マティルダのいる学校で開催される創作ワークショップに、彼がゲスト講師として派遣されることになったという知らせです。
マティルダとクサヴァーは、大学時代で出会いました。
その当時から、クサヴァーは作家を目指していました。
大学を卒業してからは、二人は結婚して一緒に暮らすようになります。
マティルダが国語教師として働いてお金を稼ぐ一方で、クサヴァーは本を出しても全く売れずに悩んでいました。
ある日、マティルダは子どもたちの作文からヒントを得て、児童文学を書いてみるようクサヴァーに勧めました。
初めは乗り気ではなかったクサヴァーでしたが、マティルダの熱意に負けて共同でアイデアを出し合い、一つの作品を書き上げました。

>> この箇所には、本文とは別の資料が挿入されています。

use std::convert::Infallible;

use crate::{observable::CoreObservable, observer::Observer};

/// Emits a single value, then completes.
#[derive(Clone)]
pub struct Of<T>(pub T);

pub fn of<T>(v: T) -> Of<T> { Of(v) }

impl<T> CoreObservable for Of<T> {
  type Item = T;
  type Err = Infallible;
  type Unsub = ();

  fn actual_subscribe<O>(self, mut observer: O) -> Self::Unsub
  where
    O: Observer<T, Infallible> + 'static,
  {
    if !observer.is_closed() {
      observer.next(self.0);
    }
    if !observer.is_closed() {
      observer.complete();
    }
  }
}

#[cfg(test)]
mod tests {
  use std::{cell::RefCell, rc::Rc};

  use crate::prelude::*;

  #[take_until_destroy_macro::test]
  fn emits_once_then_completes() {
    let values = Rc::new(RefCell::new(vec![]));
    let completed = Rc::new(RefCell::new(false));
    let c_values = values.clone();
    let c_completed = completed.clone();

    observable::of(100)
      .on_complete(move || *c_completed.borrow_mut() = true)
      .subscribe(move |v| c_values.borrow_mut().push(v));

    assert_eq!(*values.borrow(), vec![100]);
    assert!(*completed.borrow());
  }
}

なんとそれが大ヒットし、彼は一躍人気作家となりました。
ところがある日突然、クサヴァーはマティルダのもとから姿を消しました。
彼がいなくなった理由が分からないマティルダは、長年苦しむことになりました。
しばらく後になって、マティルダは雑誌でクサヴァーがセレブの娘と結婚して、子どもも生まれていることを知りました。
さらにその後、その子どもが誘拐されて、行方が分からないまま現在に至ります。
クサヴァーがいなくなってから16年間が経過し、二人は創作ワークショップのために再会を果たしました。

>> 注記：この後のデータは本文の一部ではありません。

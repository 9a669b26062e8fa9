pub mod box_it;
pub mod into_stream;
pub mod on_complete;
pub mod map;
pub mod take_until;
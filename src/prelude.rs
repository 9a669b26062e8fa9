//! Prelude module for convenient imports
//!
//! This module re-exports commonly used types and traits for easy access.

// Destroy binding
pub use crate::destroy::{
  intercept, is_stream_like, DestroyMethod, DestroyProperty, DestroySignal, Destroyable,
  DiagnosticSink, Lifecycle, Member, MemberKind, MemberValue, OnDestroy, Phase, Teardown,
  TracingSink,
};
// Attribute and derive macros
#[cfg(feature = "macros")]
pub use take_until_destroy_macro::{take_until_destroy, MemberValue};
// Observer trait
pub use crate::observer::{FnMutObserver, Observer, ObserverSlot};
// Operators
pub use crate::ops::{
  box_it::BoxedObservable, into_stream::IntoStream, on_complete::OnComplete, map::Map,
  take_until::TakeUntil,
};
// Subject
pub use crate::subject::{Subject, SubjectSubscription};
// Subscription
pub use crate::subscription::*;
pub use crate::{
  observable,
  observable::{CoreObservable, FromIter, Observable, Of},
};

マティルダはずっと聞きたかったあれこれをクサヴァーに質問しますが、彼は過去を無理やり美化したり、自分に都合の悪い話題は避けたりして、肝心な答えははぐらかそうとします。
やがて二人は昔やっていたように、少しずつ物語を創作して、交互に相手に聞かせるゲームを始めました。

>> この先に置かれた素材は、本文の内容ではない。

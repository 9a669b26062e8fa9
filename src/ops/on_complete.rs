//! `on_complete`: a side effect on normal completion.
//!
//! Hosts use it to observe the termination notice a bound stream receives when
//! its host is torn down.

use crate::{observable::CoreObservable, observer::Observer};

#[derive(Clone)]
pub struct OnComplete<S, F> {
  source: S,
  callback: F,
}

impl<S, F> OnComplete<S, F> {
  pub fn new(source: S, callback: F) -> Self { Self { source, callback } }
}

/// Runs the callback, then completes the downstream. Errors and early
/// unsubscription skip the callback.
pub struct CompletionHook<O, F> {
  downstream: O,
  callback: F,
}

impl<Item, Err, O, F> Observer<Item, Err> for CompletionHook<O, F>
where
  O: Observer<Item, Err>,
  F: FnOnce(),
{
  #[inline]
  fn next(&mut self, value: Item) { self.downstream.next(value); }

  #[inline]
  fn error(self, err: Err) { self.downstream.error(err); }

  fn complete(self) {
    let Self { downstream, callback } = self;
    callback();
    downstream.complete();
  }

  #[inline]
  fn is_closed(&self) -> bool { self.downstream.is_closed() }
}

impl<S, F> CoreObservable for OnComplete<S, F>
where
  S: CoreObservable,
  F: FnOnce() + 'static,
{
  type Item = S::Item;
  type Err = S::Err;
  type Unsub = S::Unsub;

  fn actual_subscribe<O>(self, downstream: O) -> Self::Unsub
  where
    O: Observer<S::Item, S::Err> + 'static,
  {
    self
      .source
      .actual_subscribe(CompletionHook { downstream, callback: self.callback })
  }
}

クサヴァーが語るのは、彼の祖父の人生を題材とした話です。
マティルダが語るのは、少年を連れ去って軟禁する女の話です。
一見なんでもない遊びのようですが、
実はクサヴァーの話には自分の過去を正当化しようという意図があり、
マティルダの話には彼を精神的に揺さぶり、過去にあった出来事の彼の真意を探ろうとする目的がありました。
果たして、マティルダのもとを去ったクサヴァーの身に、何が起きたのでしょうか。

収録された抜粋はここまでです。